(Saved data entries)
::::::::
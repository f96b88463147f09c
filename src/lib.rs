pub mod appresult;
pub mod auth;
pub mod books;
pub mod config;
pub mod db;
pub mod extract;
pub mod groups;
pub mod health;
pub mod library;
pub mod messages;
pub mod pagination;
pub mod realtime;
pub mod reviews;
pub mod timestamp;

use std::sync::Arc;

use axum::{extract::FromRef, routing::get, Router};
use sqlx::SqlitePool;
use tower_http::{cors::CorsLayer, trace::TraceLayer};

pub use appresult::{AppError, AppResult};
pub use timestamp::Timestamp;

use auth::IdentityProvider;
use books::catalog::Catalog;
use config::CatalogSettings;
use realtime::Realtime;

#[derive(Clone, FromRef)]
pub struct AppState {
    pub db_pool: SqlitePool,
    pub catalog: Arc<dyn Catalog>,
    pub identity: Arc<dyn IdentityProvider>,
    pub realtime: Realtime,
    pub catalog_settings: CatalogSettings,
}

pub trait GetField {
    fn get_str_field(&self, field: &str) -> AppResult<String>;
}

impl GetField for serde_json::Value {
    fn get_str_field(&self, field: &str) -> AppResult<String> {
        Ok(self
            .get(field)
            .ok_or(format!("expected {field} in {self}"))?
            .as_str()
            .ok_or(format!("expected {field} in {self} to be string"))?
            .to_owned())
    }
}

/// The whole HTTP surface, ready to serve.
pub fn app(state: AppState) -> Router {
    let api = Router::new()
        .route("/health", get(health::health))
        .nest("/books", books::router())
        .nest("/groups", groups::router())
        .nest("/messages", messages::router())
        .nest("/reviews", reviews::router())
        .nest("/library", library::router())
        .nest("/realtime", realtime::router());

    Router::new()
        .nest("/api", api)
        .with_state(state)
        .layer(TraceLayer::new_for_http())
        .layer(CorsLayer::permissive())
}
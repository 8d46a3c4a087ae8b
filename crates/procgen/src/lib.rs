//! Procedural generation of the flat meshes drawn by the demo.

pub mod circle;
pub mod fan;

pub use circle::*;
pub use fan::*;
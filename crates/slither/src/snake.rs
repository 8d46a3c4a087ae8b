//! The snake: an ordered chain of circular segments plus the eyes riding on the head.

use engine_core::Color;
use glam::Vec3;
use procgen::{generate_circle, generate_eyes, EyePart, FanRange, SCLERA_RADIUS};
use renderer::{DrawCommand, DrawMode, MeshHandle, MeshUploader};

/// Size of the orthographic world the snake lives in.
pub const WORLD_WIDTH: f32 = 800.0;
pub const WORLD_HEIGHT: f32 = 600.0;

/// Where the head is placed when the chain is created (screen center).
pub const HEAD_START: Vec3 = Vec3::new(400.0, 300.0, 0.0);
/// Direction the snake is considered to face before the pointer has moved it.
pub const INITIAL_HEADING: Vec3 = Vec3::new(0.0, -1.0, 0.0);

/// Followers closer than this to their leader are pushed back out.
pub const MIN_DISTANCE: f32 = 1.0;
/// Followers farther than this from their leader are pulled in.
pub const MAX_DISTANCE: f32 = 10.0;
/// Base interpolation rate, scaled by `dist / MAX_DISTANCE` each frame.
pub const SMOOTH_FACTOR: f32 = 0.1;
/// Head travel per frame, in world units.
pub const HEAD_SPEED: f32 = 0.75;
/// The head stops advancing once it is this close to the pointer.
pub const ARRIVAL_EPSILON: f32 = 0.01;

pub const CIRCLE_POINTS: u32 = 32;
pub const SEGMENT_RADIUS: f32 = 0.5;
pub const SEGMENT_DIMENSIONS: Vec3 = Vec3::new(50.0, 50.0, 1.0);

/// One circle of the body.
#[derive(Debug, Clone, PartialEq)]
pub struct Segment {
    pub position: Vec3,
    /// Rotation around +Z in radians.
    pub angle: f32,
    pub dimensions: Vec3,
    pub color: Color,
    pub mesh: MeshHandle,
    pub vertex_count: u32,
}

impl Segment {
    /// The segment's mesh is a single fan starting at vertex 0.
    pub fn fan(&self) -> FanRange {
        FanRange::new(0, self.vertex_count)
    }

    pub fn draw_command(&self) -> DrawCommand {
        DrawCommand {
            mesh: self.mesh,
            fan: self.fan(),
            position: self.position,
            dimensions: self.dimensions,
            angle: self.angle,
            color: self.color,
            mode: DrawMode::TriangleFan,
        }
    }
}

/// Eyes drawn over the head. Not part of the chain; copies the head's transform each frame.
#[derive(Debug, Clone, PartialEq)]
pub struct Eyes {
    pub position: Vec3,
    pub angle: f32,
    pub dimensions: Vec3,
    /// Sclera color. Pupils are always black.
    pub color: Color,
    pub mesh: MeshHandle,
    /// Sub-fans in [`EyePart::ORDER`].
    pub fans: Vec<FanRange>,
}

impl Eyes {
    pub fn new(meshes: &mut impl MeshUploader) -> Self {
        let data = generate_eyes(CIRCLE_POINTS, SCLERA_RADIUS);
        let mesh = meshes.upload_fan_mesh(&data);
        Self {
            position: HEAD_START,
            angle: 0.0,
            dimensions: SEGMENT_DIMENSIONS,
            color: Color::WHITE,
            mesh,
            fans: data.fans,
        }
    }

    /// One fan draw per eye part: scleras first, pupils on top.
    pub fn draw_commands(&self) -> impl Iterator<Item = DrawCommand> + '_ {
        EyePart::ORDER
            .into_iter()
            .zip(self.fans.iter().copied())
            .map(move |(part, fan)| DrawCommand {
                mesh: self.mesh,
                fan,
                position: self.position,
                dimensions: self.dimensions,
                angle: self.angle,
                color: if part.is_pupil() { Color::BLACK } else { self.color },
                mode: DrawMode::TriangleFan,
            })
    }
}

/// The whole simulated state: segments (head first), eyes, and the head's last heading.
#[derive(Debug, Clone)]
pub struct ChainState {
    pub(crate) segments: Vec<Segment>,
    pub eyes: Eyes,
    /// Last non-degenerate head direction. New tail segments are laid out against it.
    pub(crate) heading: Vec3,
}

impl ChainState {
    /// A one-segment snake at the screen center with its eyes.
    pub fn new(meshes: &mut impl MeshUploader) -> Self {
        let mut head = create_segment(&[], 0, INITIAL_HEADING, meshes);
        head.color = Color::YELLOW;
        let eyes = Eyes::new(meshes);
        Self {
            segments: vec![head],
            eyes,
            heading: INITIAL_HEADING,
        }
    }

    pub fn segments(&self) -> &[Segment] {
        &self.segments
    }

    pub fn head(&self) -> &Segment {
        &self.segments[0]
    }

    pub fn len(&self) -> usize {
        self.segments.len()
    }

    /// Push a new tail segment, laid out behind the current heading.
    pub fn append(&mut self, meshes: &mut impl MeshUploader) {
        let index = self.segments.len();
        let segment = create_segment(&self.segments, index, -self.heading, meshes);
        self.segments.push(segment);
    }

    /// Copy the head's transform onto the eyes.
    pub fn sync_eyes(&mut self) {
        let head = &self.segments[0];
        self.eyes.position = head.position;
        self.eyes.angle = head.angle;
    }
}

/// Build segment `index` of `chain` (which must already hold `index` segments).
///
/// The head goes to [`HEAD_START`]. Segment 1 is placed `MIN_DISTANCE` along
/// `fallback_dir` from the head; later segments continue the line from
/// `chain[index - 2]` through `chain[index - 1]`.
pub fn create_segment(
    chain: &[Segment],
    index: usize,
    fallback_dir: Vec3,
    meshes: &mut impl MeshUploader,
) -> Segment {
    log::info!("Creating segment {}", index);
    debug_assert!(chain.len() >= index, "segment {} created out of order", index);

    let position = if index == 0 {
        HEAD_START
    } else {
        let mut dir = fallback_dir;
        if index >= 2 {
            let tail_run = chain[index - 1].position - chain[index - 2].position;
            dir = tail_run.try_normalize().unwrap_or(fallback_dir);
        }
        chain[index - 1].position + MIN_DISTANCE * dir
    };

    let data = generate_circle(CIRCLE_POINTS, SEGMENT_RADIUS);
    let mesh = meshes.upload_fan_mesh(&data);

    Segment {
        position,
        angle: 0.0,
        dimensions: SEGMENT_DIMENSIONS,
        color: if index % 2 == 0 { Color::BLUE } else { Color::YELLOW },
        mesh,
        vertex_count: data.vertex_count(),
    }
}


#[cfg(test)]
mod tests {
    use super::testing::RecordingUploader;
    use super::*;

    #[test]
    fn head_is_placed_at_screen_center_regardless_of_direction() {
        let mut meshes = RecordingUploader::default();
        for dir in [Vec3::X, -Vec3::Y, Vec3::new(0.6, 0.8, 0.0)] {
            let head = create_segment(&[], 0, dir, &mut meshes);
            assert_eq!(head.position, Vec3::new(400.0, 300.0, 0.0));
        }
    }

    #[test]
    fn second_segment_uses_fallback_direction() {
        let mut meshes = RecordingUploader::default();
        let head = create_segment(&[], 0, INITIAL_HEADING, &mut meshes);
        let seg = create_segment(&[head], 1, Vec3::new(0.0, -1.0, 0.0), &mut meshes);
        assert_eq!(seg.position, Vec3::new(400.0, 299.0, 0.0));
    }

    #[test]
    fn later_segments_extend_the_tail_line() {
        let mut meshes = RecordingUploader::default();
        let mut chain = vec![create_segment(&[], 0, INITIAL_HEADING, &mut meshes)];
        chain.push(create_segment(&chain, 1, Vec3::X, &mut meshes));
        // Fallback is ignored from index 2 on.
        let seg = create_segment(&chain, 2, Vec3::Y, &mut meshes);
        assert_eq!(seg.position, Vec3::new(402.0, 300.0, 0.0));
    }

    #[test]
    fn stacked_tail_falls_back_to_given_direction() {
        let mut meshes = RecordingUploader::default();
        let head = create_segment(&[], 0, INITIAL_HEADING, &mut meshes);
        let twin = head.clone();
        let seg = create_segment(&[head, twin], 2, Vec3::X, &mut meshes);
        assert_eq!(seg.position, Vec3::new(401.0, 300.0, 0.0));
    }

    #[test]
    fn colors_alternate_by_parity() {
        let mut meshes = RecordingUploader::default();
        let mut chain = vec![create_segment(&[], 0, INITIAL_HEADING, &mut meshes)];
        for i in 1..6 {
            chain.push(create_segment(&chain, i, -Vec3::Y, &mut meshes));
        }
        for (i, seg) in chain.iter().enumerate() {
            let expected = if i % 2 == 0 { Color::BLUE } else { Color::YELLOW };
            assert_eq!(seg.color, expected, "segment {}", i);
            assert_eq!(seg.angle, 0.0);
            assert_eq!(seg.dimensions, SEGMENT_DIMENSIONS);
        }
    }

    #[test]
    fn every_segment_gets_its_own_circle_mesh() {
        let mut meshes = RecordingUploader::default();
        let a = create_segment(&[], 0, INITIAL_HEADING, &mut meshes);
        let b = create_segment(&[a.clone()], 1, -Vec3::Y, &mut meshes);
        assert_ne!(a.mesh, b.mesh);
        assert_eq!(meshes.uploads.len(), 2);
        assert_eq!(a.vertex_count, CIRCLE_POINTS + 2);
        assert_eq!(a.fan(), FanRange::new(0, CIRCLE_POINTS + 2));
    }

    #[test]
    fn new_chain_has_yellow_head_and_eyes() {
        let mut meshes = RecordingUploader::default();
        let chain = ChainState::new(&mut meshes);
        assert_eq!(chain.len(), 1);
        assert_eq!(chain.head().position, HEAD_START);
        assert_eq!(chain.head().color, Color::YELLOW);
        assert_eq!(chain.heading, INITIAL_HEADING);
        assert_eq!(chain.eyes.position, HEAD_START);
        assert_eq!(chain.eyes.color, Color::WHITE);
        assert_eq!(chain.eyes.fans.len(), 4);
        // Head circle plus the eyes mesh.
        assert_eq!(meshes.uploads.len(), 2);
        assert_eq!(meshes.uploads[1].vertex_count(), 4 * (CIRCLE_POINTS + 2));
    }

    #[test]
    fn append_lays_segment_against_heading() {
        let mut meshes = RecordingUploader::default();
        let mut chain = ChainState::new(&mut meshes);
        chain.heading = Vec3::X;
        chain.append(&mut meshes);
        assert_eq!(chain.segments()[1].position, Vec3::new(399.0, 300.0, 0.0));
        assert_eq!(chain.segments()[1].color, Color::YELLOW);
    }

    #[test]
    fn eye_draws_color_pupils_black() {
        let mut meshes = RecordingUploader::default();
        let chain = ChainState::new(&mut meshes);
        let colors: Vec<Color> = chain.eyes.draw_commands().map(|c| c.color).collect();
        assert_eq!(colors, vec![Color::WHITE, Color::WHITE, Color::BLACK, Color::BLACK]);
    }
}
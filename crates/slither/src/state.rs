//! Application state: renderer, input, the chain and frame timing.

use crate::config::AppConfig;
use crate::snake::{ChainState, WORLD_HEIGHT, WORLD_WIDTH};
use crate::update::{self, FrameInput};
use anyhow::Result;
use engine_core::Time;
use glam::Vec2;
use input::InputState;
use renderer::{Camera, Renderer};
use std::sync::Arc;
use winit::window::Window;

pub struct SlitherState {
    pub(crate) renderer: Renderer,
    pub(crate) input: InputState,
    pub(crate) chain: ChainState,
    pub(crate) time: Time,
    pub(crate) running: bool,
}

impl SlitherState {
    pub async fn new(window: Arc<Window>, config: &AppConfig) -> Result<Self> {
        let camera = Camera::new(WORLD_WIDTH, WORLD_HEIGHT);
        let mut renderer = Renderer::new(window, camera, config.vsync, config.clear_color).await?;
        let chain = ChainState::new(&mut renderer);

        Ok(Self {
            renderer,
            input: InputState::new(),
            chain,
            time: Time::new(),
            running: true,
        })
    }

    /// One simulation frame. Consumes this frame's key presses.
    pub(crate) fn update(&mut self) {
        self.time.update();

        let mut frame = FrameInput {
            pointer: self.pointer(),
            append_segment: self.input.is_append_pressed(),
        };
        update::step(&mut self.chain, &mut frame, &mut self.renderer);
        self.input.begin_frame();

        if let Some(fps) = self.time.take_report() {
            log::debug!(
                "frame {}: {:.1} fps, {} segments",
                self.time.frame_count(),
                fps,
                self.chain.len()
            );
        }
    }

    /// Pointer in world units. Until the cursor enters the window the head is its own target.
    fn pointer(&self) -> Vec2 {
        if !self.input.has_cursor() {
            return self.chain.head().position.truncate();
        }
        let (w, h) = self.renderer.dimensions();
        let camera = self.renderer.camera().size();
        self.input.pointer_world(Vec2::new(w as f32, h as f32), camera)
    }

    /// Release GPU meshes. Safe to call more than once.
    pub(crate) fn shutdown(&mut self) {
        let released = self.renderer.release_meshes();
        if released > 0 {
            log::info!("Shutting down, released {} meshes", released);
        }
    }
}
//! Vertex types and layouts for rendering.

use bytemuck::{Pod, Zeroable};

/// Position-only vertex. Flat meshes get their color per draw.
#[repr(C)]
#[derive(Debug, Clone, Copy, PartialEq, Pod, Zeroable)]
pub struct Vertex {
    pub position: [f32; 3],
}

impl Vertex {
    pub fn new(position: [f32; 3]) -> Self {
        Self { position }
    }

    pub fn layout() -> wgpu::VertexBufferLayout<'static> {
        wgpu::VertexBufferLayout {
            array_stride: std::mem::size_of::<Vertex>() as wgpu::BufferAddress,
            step_mode: wgpu::VertexStepMode::Vertex,
            attributes: &[
                // Position
                wgpu::VertexAttribute {
                    offset: 0,
                    shader_location: 0,
                    format: wgpu::VertexFormat::Float32x3,
                },
            ],
        }
    }
}

impl From<[f32; 3]> for Vertex {
    fn from(position: [f32; 3]) -> Self {
        Self::new(position)
    }
}

/// Per-draw data: one instance per draw command.
#[repr(C)]
#[derive(Debug, Clone, Copy, PartialEq, Pod, Zeroable)]
pub struct InstanceData {
    /// Model matrix (4x4)
    pub model: [[f32; 4]; 4],
    /// Flat color
    pub color: [f32; 4],
}

impl InstanceData {
    pub fn new(model: [[f32; 4]; 4], color: [f32; 4]) -> Self {
        Self { model, color }
    }

    pub fn layout() -> wgpu::VertexBufferLayout<'static> {
        wgpu::VertexBufferLayout {
            array_stride: std::mem::size_of::<InstanceData>() as wgpu::BufferAddress,
            step_mode: wgpu::VertexStepMode::Instance,
            attributes: &[
                // Model matrix column 0
                wgpu::VertexAttribute {
                    offset: 0,
                    shader_location: 1,
                    format: wgpu::VertexFormat::Float32x4,
                },
                // Model matrix column 1
                wgpu::VertexAttribute {
                    offset: std::mem::size_of::<[f32; 4]>() as wgpu::BufferAddress,
                    shader_location: 2,
                    format: wgpu::VertexFormat::Float32x4,
                },
                // Model matrix column 2
                wgpu::VertexAttribute {
                    offset: std::mem::size_of::<[f32; 8]>() as wgpu::BufferAddress,
                    shader_location: 3,
                    format: wgpu::VertexFormat::Float32x4,
                },
                // Model matrix column 3
                wgpu::VertexAttribute {
                    offset: std::mem::size_of::<[f32; 12]>() as wgpu::BufferAddress,
                    shader_location: 4,
                    format: wgpu::VertexFormat::Float32x4,
                },
                // Color
                wgpu::VertexAttribute {
                    offset: std::mem::size_of::<[f32; 16]>() as wgpu::BufferAddress,
                    shader_location: 5,
                    format: wgpu::VertexFormat::Float32x4,
                },
            ],
        }
    }
}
::::::::
Please, from the entries above, set down exactly the lines from the one containing "pub struct ChainState" through the one containing "pub fn append(&mut", and only those.

## Result
pub struct ChainState {
    pub(crate) segments: Vec<Segment>,
    pub eyes: Eyes,
    /// Last non-degenerate head direction. New tail segments are laid out against it.
    pub(crate) heading: Vec3,
}

impl ChainState {
    /// A one-segment snake at the screen center with its eyes.
    pub fn new(meshes: &mut impl MeshUploader) -> Self {
        let mut head = create_segment(&[], 0, INITIAL_HEADING, meshes);
        head.color = Color::YELLOW;
        let eyes = Eyes::new(meshes);
        Self {
            segments: vec![head],
            eyes,
            heading: INITIAL_HEADING,
        }
    }

    pub fn segments(&self) -> &[Segment] {
        &self.segments
    }

    pub fn head(&self) -> &Segment {
        &self.segments[0]
    }

    pub fn len(&self) -> usize {
        self.segments.len()
    }

    /// Push a new tail segment, laid out behind the current heading.
    pub fn append(&mut self, meshes: &mut impl MeshUploader) {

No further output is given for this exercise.